Durch Kopplung des Dam1 Komplexes an den Ndc80 Komplex werden letztlich belastbare Kinetochor-Mikrotubulus-Bindungen generiert. Biochemische Rekonstitutionsexperimente zeigen, dass der Dam1 Komplex entweder mit Bim1-Bik1 oder mit dem Ndc80 Komplex interagiert. Diese Beobachtung impliziert, dass der Dam1c-Bim1-Bik1 und Dam1c-Ndc80c Komplex zwei biochemisch unterschiedliche molekulare Varianten des Dam1 Komplexes sind, die möglicherweise zu verschiedenen Zeitpunkten des Aufbaus stabiler Kinetochor-Mikrotubulus-Verbindungen existieren.
Die Ergebnisse dieser Studie zeigen, dass die Bindung von Bim1 an den Dam1 Komplex ein wichtiger Schritt zur Regulierung des Aufbaus des äußeren Kinetochors ist und dazu dient, die Oligomerisierung und Anreicherung des Komplexes am Kinetochor zu kontrollieren. Mps1-Aktivität am Kinetochor fördert die Interaktion mit Bim1 und gewährleistet eine spezifische Anreicherung des Dam1 Komplexes in der Nähe von Kinetochoren, die keine Mikrotubuli gebunden haben.
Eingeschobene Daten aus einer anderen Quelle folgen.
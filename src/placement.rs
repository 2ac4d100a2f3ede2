//! Where the face ends up on the output canvas, measured against the
//! configured compliance bands.
//!
//! Band percentages are heights measured from the bottom edge of the canvas.

use serde::{Deserialize, Serialize};

use crate::config::BiometricChecksConfig;
use crate::landmarks::LandmarkSet;
use crate::transform::CropBox;
use crate::types::ImageSize;

/// Placement of chin, eye line and face height on the output canvas.
#[derive(Debug, Clone, Copy, PartialEq, Serialize, Deserialize)]
pub struct PlacementReport {
    /// Chin height above the bottom edge, % of canvas height.
    pub chin_pct: f32,
    /// Eye line height above the bottom edge, % of canvas height.
    pub eye_line_pct: f32,
    /// Estimated face height, % of canvas height.
    pub face_height_pct: f32,
    pub eyes_in_band: bool,
    pub face_in_band: bool,
}

impl PlacementReport {
    /// Measure `landmarks` (working-image coordinates) as they land on the
    /// composed canvas, including any white padding offset.
    pub fn measure(
        landmarks: &LandmarkSet,
        crop: &CropBox,
        bounds: ImageSize,
        target: ImageSize,
        config: &BiometricChecksConfig,
    ) -> Self {
        let region = crop.visible_region(bounds);
        let (_, pad_y) = region.pad_offset(target);
        let height = target.height as f32;
        let to_canvas_y = |y: f32| y - region.y as f32 + pad_y as f32;
        let from_bottom_pct = |y: f32| (height - to_canvas_y(y)) / height * 100.0;

        let chin_pct = from_bottom_pct(landmarks.chin().y);
        let eye_line_pct = from_bottom_pct(landmarks.eyes_midpoint().y);
        let face_height_pct = landmarks.face_height(config.chin_to_eye_factor) / height * 100.0;

        Self {
            chin_pct,
            eye_line_pct,
            face_height_pct,
            eyes_in_band: (config.min_eye_height..=config.max_eye_height).contains(&eye_line_pct),
            face_in_band: (config.min_face_height..=config.max_face_height)
                .contains(&face_height_pct),
        }
    }
}

/// Pixel rows (from the top) of the guide lines for a canvas.
#[derive(Debug, Clone, Copy, PartialEq, Eq, Serialize, Deserialize)]
pub struct GuideLines {
    pub chin: u32,
    /// Top of the face at maximum face height.
    pub face_top_min: u32,
    /// Top of the face at minimum face height.
    pub face_top_max: u32,
    pub eye_min: u32,
    pub eye_max: u32,
}

impl GuideLines {
    pub fn for_canvas(size: ImageSize, config: &BiometricChecksConfig) -> Self {
        let row = |pct_from_bottom: f32| {
            (size.height as f32 * (1.0 - pct_from_bottom / 100.0)).round().max(0.0) as u32
        };
        Self {
            chin: row(config.chin_height),
            face_top_min: row(config.max_face_height),
            face_top_max: row(config.min_face_height),
            eye_min: row(config.max_eye_height),
            eye_max: row(config.min_eye_height),
        }
    }
}

#[cfg(test)]
mod tests {
    use super::*;
    use crate::landmarks::tests::frontal_face;
    use crate::transform::place_crop;
    use crate::types::Point;

    #[test]
    fn automatic_placement_lands_in_bands() {
        let config = BiometricChecksConfig::default();
        let target = ImageSize::new(413, 531);
        let scale = crate::transform::face_scale(&frontal_face(), target, &config, 1.0).unwrap();
        let landmarks = frontal_face().map(|p| p * scale + Point::new(500.0, 500.0));
        let bounds = ImageSize::new(2000, 2000);
        let crop = place_crop(landmarks.chin(), landmarks.eyes_midpoint(), bounds, target, &config, 0, 0);

        let report = PlacementReport::measure(&landmarks, &crop, bounds, target, &config);
        assert!((report.chin_pct - 13.82).abs() < 0.2, "{report:?}");
        assert!((report.face_height_pct - (86.02 + 94.85) / 2.0).abs() < 0.01);
        assert!(report.face_in_band);
        assert!(report.eyes_in_band);
    }

    #[test]
    fn guide_rows_for_passport_canvas() {
        let lines = GuideLines::for_canvas(ImageSize::new(413, 531), &BiometricChecksConfig::default());
        assert_eq!(lines.chin, 458);
        assert_eq!(lines.face_top_min, 27);
        assert_eq!(lines.face_top_max, 74);
        assert_eq!(lines.eye_min, 154);
        assert_eq!(lines.eye_max, 272);
        assert!(lines.face_top_min < lines.eye_min && lines.eye_max < lines.chin);
    }
}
Dadurch wird gleichzeitig eine Anreicherung des Komplexes an anderen Mikrotubuli, zum Beispiel der Mittelzone der Spindel, verhindert. Zusätzlich fungiert Bim1 möglicherweise als Platzhalter, der anfangs den Dam1 Komplex am Plus-Ende eines Mikrotubulus positioniert und anschließend durch den Ndc80 Komplex ersetzt wird, um korrekt konfigurierte Kinetochor-Mikrotubulus-Verbindungen herzustellen. Vorherige Berichte über die physische Interaktion des Ska Komplexes aus Metazoa, des funktionellen Homolog des Dam1 Komplexes, und dem Mikrotubulus Plus-Enden-bindenden Protein EB1 legen die Vermutung nahe, dass die mechanistischen Grundlagen, die in der vorliegenden Dissertation beschrieben werden, unter Eukaryoten weit verbreitet und konserviert sind.